▶ [Instructions for the task]:
Your reply should be one number: how many lines of the material contain the word "details".
───
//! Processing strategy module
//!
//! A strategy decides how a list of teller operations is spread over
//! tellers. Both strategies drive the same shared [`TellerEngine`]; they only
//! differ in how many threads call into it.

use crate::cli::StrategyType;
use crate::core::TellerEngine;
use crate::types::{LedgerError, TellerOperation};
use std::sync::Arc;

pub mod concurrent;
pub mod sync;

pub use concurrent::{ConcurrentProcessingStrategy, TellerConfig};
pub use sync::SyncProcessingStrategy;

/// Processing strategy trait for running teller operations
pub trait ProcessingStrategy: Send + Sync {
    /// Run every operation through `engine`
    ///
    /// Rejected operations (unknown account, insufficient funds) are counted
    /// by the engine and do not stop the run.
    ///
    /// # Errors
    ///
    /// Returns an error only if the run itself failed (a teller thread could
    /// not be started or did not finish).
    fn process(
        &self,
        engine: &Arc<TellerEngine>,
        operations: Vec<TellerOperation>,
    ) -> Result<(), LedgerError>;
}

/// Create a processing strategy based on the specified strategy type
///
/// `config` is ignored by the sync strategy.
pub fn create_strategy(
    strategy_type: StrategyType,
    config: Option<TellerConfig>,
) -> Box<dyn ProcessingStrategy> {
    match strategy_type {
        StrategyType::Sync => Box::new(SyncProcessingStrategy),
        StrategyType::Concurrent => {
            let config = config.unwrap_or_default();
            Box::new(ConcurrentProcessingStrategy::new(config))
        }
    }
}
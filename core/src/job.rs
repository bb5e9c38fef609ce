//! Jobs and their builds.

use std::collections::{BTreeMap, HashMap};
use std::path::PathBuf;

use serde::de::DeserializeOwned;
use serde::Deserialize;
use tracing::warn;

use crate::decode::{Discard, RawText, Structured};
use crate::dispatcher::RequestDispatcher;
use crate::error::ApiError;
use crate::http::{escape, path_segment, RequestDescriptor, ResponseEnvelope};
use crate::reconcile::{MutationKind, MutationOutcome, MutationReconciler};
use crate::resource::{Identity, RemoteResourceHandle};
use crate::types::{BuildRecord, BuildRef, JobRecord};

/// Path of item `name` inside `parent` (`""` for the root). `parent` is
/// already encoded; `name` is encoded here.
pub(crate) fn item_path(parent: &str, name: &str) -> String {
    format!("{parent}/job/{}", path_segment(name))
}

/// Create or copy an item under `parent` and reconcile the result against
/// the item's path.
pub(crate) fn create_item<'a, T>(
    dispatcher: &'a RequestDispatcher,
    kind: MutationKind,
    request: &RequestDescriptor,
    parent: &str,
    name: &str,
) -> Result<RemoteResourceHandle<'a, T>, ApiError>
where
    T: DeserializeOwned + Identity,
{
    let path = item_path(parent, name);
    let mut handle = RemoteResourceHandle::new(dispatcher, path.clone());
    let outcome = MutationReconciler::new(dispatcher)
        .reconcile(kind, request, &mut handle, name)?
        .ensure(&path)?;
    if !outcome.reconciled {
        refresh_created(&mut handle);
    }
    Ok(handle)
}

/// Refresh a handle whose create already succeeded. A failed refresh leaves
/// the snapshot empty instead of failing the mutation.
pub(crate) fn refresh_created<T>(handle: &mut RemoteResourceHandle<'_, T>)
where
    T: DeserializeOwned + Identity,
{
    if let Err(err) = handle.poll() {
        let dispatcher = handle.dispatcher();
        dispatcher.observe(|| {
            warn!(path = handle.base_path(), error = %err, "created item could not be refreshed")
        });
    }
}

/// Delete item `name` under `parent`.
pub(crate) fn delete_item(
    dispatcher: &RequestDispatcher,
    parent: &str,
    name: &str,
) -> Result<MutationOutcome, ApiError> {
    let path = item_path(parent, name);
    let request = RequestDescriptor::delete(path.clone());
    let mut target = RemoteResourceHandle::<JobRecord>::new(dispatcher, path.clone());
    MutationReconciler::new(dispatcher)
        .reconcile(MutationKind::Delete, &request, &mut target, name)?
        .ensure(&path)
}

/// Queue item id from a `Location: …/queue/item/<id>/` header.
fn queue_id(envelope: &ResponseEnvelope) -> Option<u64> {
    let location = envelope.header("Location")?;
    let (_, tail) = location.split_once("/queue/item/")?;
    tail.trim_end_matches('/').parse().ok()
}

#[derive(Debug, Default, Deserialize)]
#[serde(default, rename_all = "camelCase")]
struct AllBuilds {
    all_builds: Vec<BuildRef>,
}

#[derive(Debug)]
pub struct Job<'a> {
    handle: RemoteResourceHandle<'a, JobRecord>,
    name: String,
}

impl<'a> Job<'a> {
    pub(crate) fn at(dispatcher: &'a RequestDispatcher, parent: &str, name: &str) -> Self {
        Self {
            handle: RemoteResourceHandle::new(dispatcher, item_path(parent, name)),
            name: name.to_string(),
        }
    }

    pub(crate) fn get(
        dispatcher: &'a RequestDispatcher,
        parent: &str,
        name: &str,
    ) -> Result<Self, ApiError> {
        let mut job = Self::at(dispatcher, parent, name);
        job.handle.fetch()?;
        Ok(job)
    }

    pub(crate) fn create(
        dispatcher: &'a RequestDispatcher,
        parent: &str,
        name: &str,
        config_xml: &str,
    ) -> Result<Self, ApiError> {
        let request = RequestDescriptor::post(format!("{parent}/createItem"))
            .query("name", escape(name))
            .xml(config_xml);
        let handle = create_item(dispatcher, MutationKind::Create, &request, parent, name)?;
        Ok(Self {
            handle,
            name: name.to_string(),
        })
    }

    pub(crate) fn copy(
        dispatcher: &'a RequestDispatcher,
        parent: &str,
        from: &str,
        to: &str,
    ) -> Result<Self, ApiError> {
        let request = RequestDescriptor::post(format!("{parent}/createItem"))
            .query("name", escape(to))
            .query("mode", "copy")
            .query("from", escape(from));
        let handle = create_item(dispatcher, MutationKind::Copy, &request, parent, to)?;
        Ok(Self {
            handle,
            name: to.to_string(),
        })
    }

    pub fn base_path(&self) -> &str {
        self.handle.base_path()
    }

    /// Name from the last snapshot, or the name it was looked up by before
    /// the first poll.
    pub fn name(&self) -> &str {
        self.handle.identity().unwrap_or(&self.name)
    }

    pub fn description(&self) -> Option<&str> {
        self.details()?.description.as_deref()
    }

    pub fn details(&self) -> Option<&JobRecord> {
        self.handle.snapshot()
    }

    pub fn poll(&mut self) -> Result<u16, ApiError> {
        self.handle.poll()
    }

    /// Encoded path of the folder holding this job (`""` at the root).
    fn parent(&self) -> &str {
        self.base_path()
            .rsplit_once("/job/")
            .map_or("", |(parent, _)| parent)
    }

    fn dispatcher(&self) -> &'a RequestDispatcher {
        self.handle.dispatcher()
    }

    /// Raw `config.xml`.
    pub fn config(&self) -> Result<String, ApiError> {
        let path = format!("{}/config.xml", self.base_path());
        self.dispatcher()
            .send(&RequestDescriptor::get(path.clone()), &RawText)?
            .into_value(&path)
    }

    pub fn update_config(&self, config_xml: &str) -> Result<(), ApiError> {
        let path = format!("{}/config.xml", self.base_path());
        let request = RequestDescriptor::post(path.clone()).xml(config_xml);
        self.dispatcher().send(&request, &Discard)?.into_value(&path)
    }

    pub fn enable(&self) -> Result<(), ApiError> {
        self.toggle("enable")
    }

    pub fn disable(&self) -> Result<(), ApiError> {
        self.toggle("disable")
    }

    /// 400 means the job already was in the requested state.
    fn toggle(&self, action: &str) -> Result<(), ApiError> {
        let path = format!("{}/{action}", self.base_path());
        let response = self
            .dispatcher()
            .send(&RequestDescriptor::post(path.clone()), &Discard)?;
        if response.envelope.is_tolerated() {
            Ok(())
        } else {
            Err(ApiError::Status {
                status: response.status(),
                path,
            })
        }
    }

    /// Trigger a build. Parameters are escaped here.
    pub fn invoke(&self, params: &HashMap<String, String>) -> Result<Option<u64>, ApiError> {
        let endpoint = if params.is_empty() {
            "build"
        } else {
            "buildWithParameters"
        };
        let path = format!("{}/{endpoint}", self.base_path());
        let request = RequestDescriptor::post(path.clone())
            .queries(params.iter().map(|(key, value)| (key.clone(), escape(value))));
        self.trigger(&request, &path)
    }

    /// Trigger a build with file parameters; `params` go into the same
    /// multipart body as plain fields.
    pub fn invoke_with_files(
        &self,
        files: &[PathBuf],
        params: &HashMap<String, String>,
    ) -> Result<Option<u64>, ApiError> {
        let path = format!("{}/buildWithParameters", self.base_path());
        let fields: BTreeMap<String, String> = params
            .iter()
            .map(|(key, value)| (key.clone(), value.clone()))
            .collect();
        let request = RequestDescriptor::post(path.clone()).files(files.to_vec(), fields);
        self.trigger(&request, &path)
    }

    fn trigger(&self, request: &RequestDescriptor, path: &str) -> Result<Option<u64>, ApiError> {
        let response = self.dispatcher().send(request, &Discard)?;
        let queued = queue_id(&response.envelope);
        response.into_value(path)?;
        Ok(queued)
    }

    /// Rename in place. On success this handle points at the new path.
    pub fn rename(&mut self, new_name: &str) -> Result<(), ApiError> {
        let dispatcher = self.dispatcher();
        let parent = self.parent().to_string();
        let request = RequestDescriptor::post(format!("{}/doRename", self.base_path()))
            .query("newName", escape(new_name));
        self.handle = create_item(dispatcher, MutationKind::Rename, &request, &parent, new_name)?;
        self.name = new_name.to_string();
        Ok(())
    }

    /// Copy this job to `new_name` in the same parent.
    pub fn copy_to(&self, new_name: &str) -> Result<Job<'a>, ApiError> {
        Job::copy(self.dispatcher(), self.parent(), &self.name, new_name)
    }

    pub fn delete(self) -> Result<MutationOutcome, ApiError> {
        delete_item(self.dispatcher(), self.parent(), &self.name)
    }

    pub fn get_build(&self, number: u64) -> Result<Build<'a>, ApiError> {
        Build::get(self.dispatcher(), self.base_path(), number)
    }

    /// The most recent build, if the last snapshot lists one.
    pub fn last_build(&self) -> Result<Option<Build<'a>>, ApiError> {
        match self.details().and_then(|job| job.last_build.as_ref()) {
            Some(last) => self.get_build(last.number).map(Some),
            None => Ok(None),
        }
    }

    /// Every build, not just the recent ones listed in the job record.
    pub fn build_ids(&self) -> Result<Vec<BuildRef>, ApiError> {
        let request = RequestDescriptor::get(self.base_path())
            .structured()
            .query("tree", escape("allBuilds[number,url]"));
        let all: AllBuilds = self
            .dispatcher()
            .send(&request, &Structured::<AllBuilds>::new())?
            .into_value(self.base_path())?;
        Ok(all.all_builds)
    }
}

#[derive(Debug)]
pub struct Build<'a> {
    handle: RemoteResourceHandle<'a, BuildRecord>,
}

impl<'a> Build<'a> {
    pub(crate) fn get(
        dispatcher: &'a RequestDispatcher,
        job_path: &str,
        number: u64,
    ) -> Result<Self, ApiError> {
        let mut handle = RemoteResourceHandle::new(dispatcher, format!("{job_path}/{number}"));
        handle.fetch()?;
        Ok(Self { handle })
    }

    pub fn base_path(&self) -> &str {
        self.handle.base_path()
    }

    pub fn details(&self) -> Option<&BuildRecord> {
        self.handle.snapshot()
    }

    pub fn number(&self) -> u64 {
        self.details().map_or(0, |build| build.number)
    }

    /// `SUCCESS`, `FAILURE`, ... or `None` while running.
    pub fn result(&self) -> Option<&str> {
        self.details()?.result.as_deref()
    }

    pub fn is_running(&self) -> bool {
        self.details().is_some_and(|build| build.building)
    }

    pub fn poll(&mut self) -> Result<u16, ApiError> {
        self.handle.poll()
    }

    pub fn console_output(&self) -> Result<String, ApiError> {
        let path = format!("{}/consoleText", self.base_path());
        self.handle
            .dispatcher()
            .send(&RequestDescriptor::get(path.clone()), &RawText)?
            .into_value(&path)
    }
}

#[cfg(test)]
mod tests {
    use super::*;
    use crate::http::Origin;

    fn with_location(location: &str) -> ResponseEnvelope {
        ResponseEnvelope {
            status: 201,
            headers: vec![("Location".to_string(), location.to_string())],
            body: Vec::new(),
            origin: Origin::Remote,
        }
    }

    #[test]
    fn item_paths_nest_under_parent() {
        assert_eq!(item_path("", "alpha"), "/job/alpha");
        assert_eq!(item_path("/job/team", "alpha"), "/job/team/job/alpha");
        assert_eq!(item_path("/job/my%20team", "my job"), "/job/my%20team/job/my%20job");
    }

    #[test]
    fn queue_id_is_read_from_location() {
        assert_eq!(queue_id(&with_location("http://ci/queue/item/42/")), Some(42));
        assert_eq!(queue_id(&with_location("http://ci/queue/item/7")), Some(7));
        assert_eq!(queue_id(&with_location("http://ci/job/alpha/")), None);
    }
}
───
▶ [Solution for this exercise]:
7